For me, the reliability of the engine is why I bought the Honda. Honda's engines are known for starting every time. I did get a battery start option and I'm not sure I needed it, but it is convenient. Think about this purchase in terms of 15-20 years. Your Honda will last that long! If I had to do it over again, I would have gotten the tracks. They make it much easier at the end of the driveway. With the wheeled versions, you have to manhandle the snowblower when you hit the hard-packed end of driveway snow. It wants to ride up the pile. The tracked machines push through that same end of driveway pile without as much user effort.


----------



## enigma-2 (Feb 11, 2014)

Miles said:


> Also, the biggest Honda, the HSS1332, has a sensor that stops the machine if you hit a stick or a newspaper instead of breaking a sheer pin or getting wrapped up.

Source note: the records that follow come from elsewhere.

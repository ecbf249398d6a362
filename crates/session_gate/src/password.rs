//! Client-side new-password policy. Validation failures block submission
//! before any network call; the backend re-validates on its side.

use thiserror::Error;

/// Default minimum length for a new password. Deployments override this via
/// frontend configuration.
pub const DEFAULT_MIN_PASSWORD_LENGTH: usize = 8;

#[derive(Clone, Copy, Debug, PartialEq, Eq)]
pub struct PasswordPolicy {
    pub min_length: usize,
}

impl Default for PasswordPolicy {
    fn default() -> Self {
        Self {
            min_length: DEFAULT_MIN_PASSWORD_LENGTH,
        }
    }
}

#[derive(Clone, Debug, Error, PartialEq, Eq)]
pub enum PasswordError {
    #[error("New password is required.")]
    Required,
    #[error("Password must be at least {0} characters.")]
    TooShort(usize),
    #[error("Passwords do not match.")]
    Mismatch,
}

impl PasswordPolicy {
    /// Validates a new password and its confirmation. A mismatch blocks
    /// submission outright, it is not a warning.
    pub fn validate_new(&self, new_password: &str, confirm_password: &str) -> Result<(), PasswordError> {
        if new_password.is_empty() {
            return Err(PasswordError::Required);
        }
        if new_password.chars().count() < self.min_length {
            return Err(PasswordError::TooShort(self.min_length));
        }
        if new_password != confirm_password {
            return Err(PasswordError::Mismatch);
        }
        Ok(())
    }
}

#[cfg(test)]
mod tests {
    use super::{PasswordError, PasswordPolicy};

    #[test]
    fn accepts_matching_password_of_policy_length() {
        let policy = PasswordPolicy::default();
        assert_eq!(policy.validate_new("rotated-pw", "rotated-pw"), Ok(()));
    }

    #[test]
    fn rejects_short_password_before_checking_confirmation() {
        let policy = PasswordPolicy::default();
        assert_eq!(
            policy.validate_new("short", "different"),
            Err(PasswordError::TooShort(8))
        );
    }

    #[test]
    fn rejects_mismatched_confirmation() {
        let policy = PasswordPolicy::default();
        assert_eq!(
            policy.validate_new("rotated-pw", "rotated-pW"),
            Err(PasswordError::Mismatch)
        );
    }

    #[test]
    fn rejects_empty_password() {
        let policy = PasswordPolicy::default();
        assert_eq!(policy.validate_new("", ""), Err(PasswordError::Required));
    }

    #[test]
    fn min_length_is_configurable() {
        let policy = PasswordPolicy { min_length: 6 };
        assert_eq!(policy.validate_new("sixsix", "sixsix"), Ok(()));
        assert_eq!(
            policy.validate_new("five5", "five5"),
            Err(PasswordError::TooShort(6))
        );
    }
}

Apples-to-oranges. The OP is considering the HSS724 which uses shear pins. 

As for reliability, both have considerable history of longevity. I have a Honda tiller that I bought in 1989 and it still starts on the first pull after sitting all winter. I also have a Toro snowblower that I bought in 2007 that starts on the 1st or 2nd pull. I went with a Ariens 24" Platinum for several reasons (cost was one consideration). The Honda dealer is about 5 miles away, the Ariens dealer was in another city. I have a fairly new pressure washer that has a Honda engine thats finicky. But I do prefer the Honda over a cheap Briggs. (Their Intec is junk). It uses plastic govenor parts inside the engine that are designed to fail after a specific time. (Planned obsolescence).

In honesty, the engine is not the weakness of either snowblower. It's the steel chassis, the drive and the auger drive. Given proper maintenance, any engine will last for decades. 

I like the idea of having a hydrostatic drive, but its considerably more expensive and difficult to repair than the mechanical transmission of the Ariens. 

The track is a real plus, but I only clear my driveway and a few neighbors and really dont need it. In personal choice, I prefer the Ariens track as it allows the back of the track to be raised off the ground so th hat it reverts to a wheeled drive and easy turns. Imo it's a better drive than locking one track to turn.

The Honda's electric start is not a plus feature for most of us as the Ariens (as well as most all snowblowers) start on the first or second pull. For someone elderly (I'm in my early seventies and consider myself approaching my elderly years, but not yet. I'm still late middle age), or of the weaker sex (heh) may appreciate just turning a key (vs attaching a cord and using the 120 volt starter). But that also brings in battery maintenance and eventual replacement costs.

It all comes down to each person's willingness to pay more for more fluff. 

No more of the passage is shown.